A history of the distributed transactional database

zzzcpan · on Dec 4, 2018

> This is not at all a theoretical problem. Deliberately inducing withdrawal races at ATMs is a widely reported type of fraud. Thus, databases need “external consistency”, colloquially known as ACID.

In all those fraud cases banks were actually running ACID databases as they always do. Because ACID has nothing to do with "external consistency", unless you can run it in a human brain, which you can't. Interactions with humans can only be eventually consistent. But nobody even bothers to have ACID all the way to the web browser or APIs, so it's only limited to the application, but not beyond that. With all the frauds and double spending problems remaining unsolved.

Overall the usual FaunaDB attacks on other systems, especially AP. Strong eventual consistency of AP systems is actually much stronger, than ACID and is much much easier to verify and AP is where the cutting edge of distributed systems research happens. But more importantly, SEC can offer the best theoretically possible performance and latency for multi datancenter deployments. While distributed ACID transactions don't even show viability in multi datacenter deployments at the moment, forcing vendors to degrade into weak consistency models in such setups.

freels · on Dec 4, 2018

I don't think it's correct to pit ACID against AP systems this way. Consistency is orthogonal. ACID is model for reasoning about transaction guarantees in terms of allowed anomalies at each isolation level. Serializability in ACID implies CP over AP, but weaker levels don't have the same requirement. It still comes down to tradeoffs for a specific use-case of a database system.

Not sure what you're getting at when you say ACID transactions don't work in a multi-DC context. FaunaDB aside, there are many production systems (commercial or internal) that provide them that I am aware of.

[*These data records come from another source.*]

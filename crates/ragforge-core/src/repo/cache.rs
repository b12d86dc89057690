use std::collections::HashMap;
use std::sync::Arc;

use async_trait::async_trait;
use sqlx::Row;

use super::CacheStore;
use crate::error::Result;
use crate::store::StoreAdapter;
use crate::types::{CacheEntry, RequestContext};

/// Content-addressed response cache with hit accounting.
pub struct PgCacheRepository {
    store: Arc<StoreAdapter>,
}

impl PgCacheRepository {
    pub fn new(store: Arc<StoreAdapter>) -> Self {
        PgCacheRepository { store }
    }

    fn entry_from_row(row: &sqlx::postgres::PgRow) -> Result<CacheEntry> {
        let context_json: serde_json::Value = row.try_get("context")?;
        let context = match context_json {
            serde_json::Value::Object(map) => map.into_iter().collect(),
            _ => HashMap::new(),
        };
        Ok(CacheEntry {
            request_hash: row.try_get("request_hash")?,
            question: row.try_get("question")?,
            context,
            response: row.try_get("response")?,
            hit_count: u64::try_from(row.try_get::<i64, _>("hit_count")?).unwrap_or(0),
            last_hit_at: row.try_get("last_hit_at")?,
            created_at: row.try_get("created_at")?,
            updated_at: row.try_get("updated_at")?,
        })
    }
}

#[async_trait]
impl CacheStore for PgCacheRepository {
    async fn find_by_hash(&self, hash: &str) -> Result<Option<CacheEntry>> {
        let row = sqlx::query("SELECT * FROM cache WHERE request_hash = $1")
            .bind(hash)
            .fetch_optional(self.store.pool())
            .await?;
        row.as_ref().map(Self::entry_from_row).transpose()
    }

    async fn save(&self, hash: &str, question: &str, context: &RequestContext, response: &str) -> Result<()> {
        let context_json = serde_json::Value::Object(context.clone().into_iter().collect());
        sqlx::query(
            r#"
            INSERT INTO cache (request_hash, question, context, response, hit_count, created_at, updated_at)
            VALUES ($1, $2, $3, $4, 0, now(), now())
            ON CONFLICT (request_hash) DO UPDATE SET
                question = EXCLUDED.question,
                context = EXCLUDED.context,
                response = EXCLUDED.response,
                updated_at = now()
            "#,
        )
        .bind(hash)
        .bind(question)
        .bind(context_json)
        .bind(response)
        .execute(self.store.pool())
        .await?;
        Ok(())
    }

    async fn increment_hit_count(&self, hash: &str) -> Result<()> {
        sqlx::query("UPDATE cache SET hit_count = hit_count + 1, last_hit_at = now() WHERE request_hash = $1")
            .bind(hash)
            .execute(self.store.pool())
            .await?;
        Ok(())
    }
}

#[cfg(test)]
mod tests {
    use super::*;

    #[tokio::test]
    #[ignore = "requires a live Postgres instance"]
    async fn save_and_hit_roundtrip() {
        let pool = sqlx::PgPool::connect("postgres://localhost/ragforge_test").await.unwrap();
        let store = Arc::new(StoreAdapter::from_external(pool));
        let repo = PgCacheRepository::new(store);

        let context: RequestContext = [("screen".to_string(), serde_json::json!("dosing"))].into_iter().collect();
        repo.save("hash-roundtrip", "what treats a fever", &context, "aspirin").await.unwrap();

        let entry = repo.find_by_hash("hash-roundtrip").await.unwrap().expect("entry was just saved");
        assert_eq!(entry.response, "aspirin");
        assert_eq!(entry.question, "what treats a fever");
        assert_eq!(entry.hit_count, 0);

        repo.increment_hit_count("hash-roundtrip").await.unwrap();
        let entry = repo.find_by_hash("hash-roundtrip").await.unwrap().unwrap();
        assert_eq!(entry.hit_count, 1);
    }
}
//! Plan → retrieve → enrich → cache → complete.
//!
//! Cache-first, build-on-miss: a version-keyed cache lookup happens before
//! any retrieval or completion work, and only a miss pays for the rest of
//! the pipeline.

use std::sync::Arc;

use sha2::{Digest, Sha256};

use crate::error::Result;
use crate::extractor::extract_first_json_object;
use crate::providers::{EmbeddingProvider, LlmProvider};
use crate::repo::{CacheStore, DocumentStore};
use crate::graph_service::GraphService;
use crate::repo::GraphStore;
use crate::retry;
use crate::types::{
    ChatMessage, ChatOptions, NormalizedPlan, Plan, RagInfo, RequestContext, Response, Role,
};

const PLAN_SYSTEM_PROMPT: &str = r#"You analyze a conversation and decide whether retrieval is needed to answer \
it. Respond with a single JSON object matching this schema and nothing else: {"should_search": boolean, \
"search_query": string, "identified_entities": [string], "top_k": number?}."#;

const COMPLETION_SYSTEM_PREAMBLE: &str =
    "You are a helpful assistant. Use the following retrieved context, if any, to answer the user.\n\n";

pub struct ChatbotOrchestrator<D, C, G, E, L>
where
    D: DocumentStore,
    C: CacheStore,
    G: GraphStore,
    E: EmbeddingProvider,
    L: LlmProvider,
{
    documents: Arc<D>,
    cache: Arc<C>,
    graph_service: Arc<GraphService<G, E, L>>,
    embeddings: Arc<E>,
    llm: Arc<L>,
    top_k_range: (u32, u32),
    default_top_k: u32,
    cache_version: &'static str,
}

impl<D, C, G, E, L> ChatbotOrchestrator<D, C, G, E, L>
where
    D: DocumentStore,
    C: CacheStore,
    G: GraphStore,
    E: EmbeddingProvider,
    L: LlmProvider,
{
    #[allow(clippy::too_many_arguments)]
    pub fn new(
        documents: Arc<D>,
        cache: Arc<C>,
        graph_service: Arc<GraphService<G, E, L>>,
        embeddings: Arc<E>,
        llm: Arc<L>,
        top_k_range: (u32, u32),
        default_top_k: u32,
        cache_version: &'static str,
    ) -> Self {
        ChatbotOrchestrator { documents, cache, graph_service, embeddings, llm, top_k_range, default_top_k, cache_version }
    }

    pub async fn process_rag_request(&self, messages: &[ChatMessage], context: RequestContext) -> Result<Response> {
        let user_message = last_user_message(messages);

        let plan = self.plan(messages, &user_message).await;
        let normalized = self.normalize_plan(plan, &user_message);

        let hash = self.cache_key(messages, &context, &normalized);

        if let Some(entry) = self.cache.find_by_hash(&hash).await? {
            tracing::info!(hash, "cache hit");
            self.cache.increment_hit_count(&hash).await?;
            return Ok(Response {
                id: "cached".to_string(),
                content: entry.response,
                usage: None,
                rag: RagInfo { results: Vec::new(), plan: normalized },
            });
        }
        tracing::info!(hash, "cache miss");

        let screen = context.get("screen").and_then(|v| v.as_str());

        let mut rag_context = String::new();
        let mut results = Vec::new();
        if normalized.should_search {
            let embedding =
                retry::with_retry("query_embedding", || self.embeddings.create_embedding(&normalized.search_query))
                    .await?;
            results =
                self.documents.hybrid_search(&normalized.search_query, &embedding, normalized.top_k, screen).await?;
            rag_context =
                results.iter().map(|hit| hit.document.content.as_str()).collect::<Vec<_>>().join("\n\n");
        }

        if !normalized.identified_entities.is_empty() {
            if let Some(graph_context) =
                self.graph_service.get_context_for_entities(&normalized.identified_entities).await?
            {
                rag_context = if rag_context.is_empty() {
                    graph_context
                } else {
                    format!("{rag_context}\n\n{graph_context}")
                };
            }
        }

        let system_content = format!("{COMPLETION_SYSTEM_PREAMBLE}{rag_context}");
        let mut completion_messages = Vec::with_capacity(messages.len() + 1);
        completion_messages.push(ChatMessage { role: Role::System, content: system_content });
        completion_messages.extend_from_slice(messages);

        let completion_options = ChatOptions { temperature: None, max_tokens: None };
        let llm = &self.llm;
        let final_response = retry::with_retry("completion", || {
            llm.chat_completion(&completion_messages, Some(completion_options.clone()))
        })
        .await?;

        self.cache.save(&hash, &user_message, &context, &final_response.content).await?;

        Ok(Response {
            id: final_response.id,
            content: final_response.content,
            usage: final_response.usage,
            rag: RagInfo { results, plan: normalized },
        })
    }

    async fn plan(&self, messages: &[ChatMessage], user_message: &str) -> Plan {
        let mut planner_messages = Vec::with_capacity(messages.len() + 1);
        planner_messages.push(ChatMessage { role: Role::System, content: PLAN_SYSTEM_PROMPT.to_string() });
        planner_messages.extend_from_slice(messages);
        let options = ChatOptions { temperature: Some(0.0), max_tokens: None };

        let llm = &self.llm;
        let response =
            retry::with_retry("plan", || llm.chat_completion(&planner_messages, Some(options.clone()))).await;

        let fallback = || Plan {
            should_search: true,
            search_query: Some(user_message.to_string()),
            identified_entities: Vec::new(),
            top_k: None,
        };

        match response {
            Ok(response) => match parse_plan(&response.content) {
                Ok(plan) => plan,
                Err(err) => {
                    tracing::warn!(error = %err, "plan did not parse, falling back to default search plan");
                    fallback()
                }
            },
            Err(err) => {
                tracing::warn!(error = %err, "planner call failed, falling back to default search plan");
                fallback()
            }
        }
    }

    fn normalize_plan(&self, plan: Plan, user_message: &str) -> NormalizedPlan {
        let (min, max) = self.top_k_range;
        let top_k = match plan.top_k {
            Some(value) if value.is_finite() => (value.floor() as i64).clamp(i64::from(min), i64::from(max)) as u32,
            _ => self.default_top_k,
        };
        NormalizedPlan {
            should_search: plan.should_search,
            search_query: plan.search_query.unwrap_or_else(|| user_message.to_string()),
            identified_entities: plan.identified_entities,
            top_k,
        }
    }

    fn cache_key(&self, messages: &[ChatMessage], context: &RequestContext, plan: &NormalizedPlan) -> String {
        let payload = serde_json::json!({
            "cacheVersion": self.cache_version,
            "messages": messages,
            "context": context,
            "plan": plan,
        });
        let stable = crate::json_stable::to_stable_string(&payload);
        let digest = Sha256::digest(stable.as_bytes());
        hex::encode(digest)
    }
}

fn parse_plan(raw: &str) -> Result<Plan> {
    let json = extract_first_json_object(raw)
        .ok_or_else(|| crate::error::RagError::PlanParseError("no JSON object found in response".into()))?;
    serde_json::from_str(json).map_err(|e| crate::error::RagError::PlanParseError(e.to_string()))
}

fn last_user_message(messages: &[ChatMessage]) -> String {
    messages.iter().rev().find(|m| m.role == Role::User).map(|m| m.content.clone()).unwrap_or_default()
}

espadrine · on Dec 4, 2018

> Not sure what you're getting at when you say ACID transactions don't work in a multi-DC context.

I expect they are talking about DC as _regions_, not DC as _availability zones_ (in the AWS parlance).

Planetary databases hit latency issues on cross-region ACID transactions. Whatever the sharding, a transaction modifying one piece whose leader is in Paris and another in Beijing will have at least the round-trip time between the two.

It is already unforgiving at that scale, and will become inadmissible at interplanetary scale, requiring some form of eventual consistency.

However, I still expect that we will retain ACID operations for local changes. Humans tolerate latencies that are necessary for planetary ACID transactions. The combination of the size of the Earth and the speed of light is a lucky draw.

freels · on Dec 4, 2018

Yes, I meant regions as well. Speed-of-light bounded latency certainly means that serializable ACID transactions are not workable in some situations, but I disagree with OP that this proves them not viable period, at least at planet-scale as you say.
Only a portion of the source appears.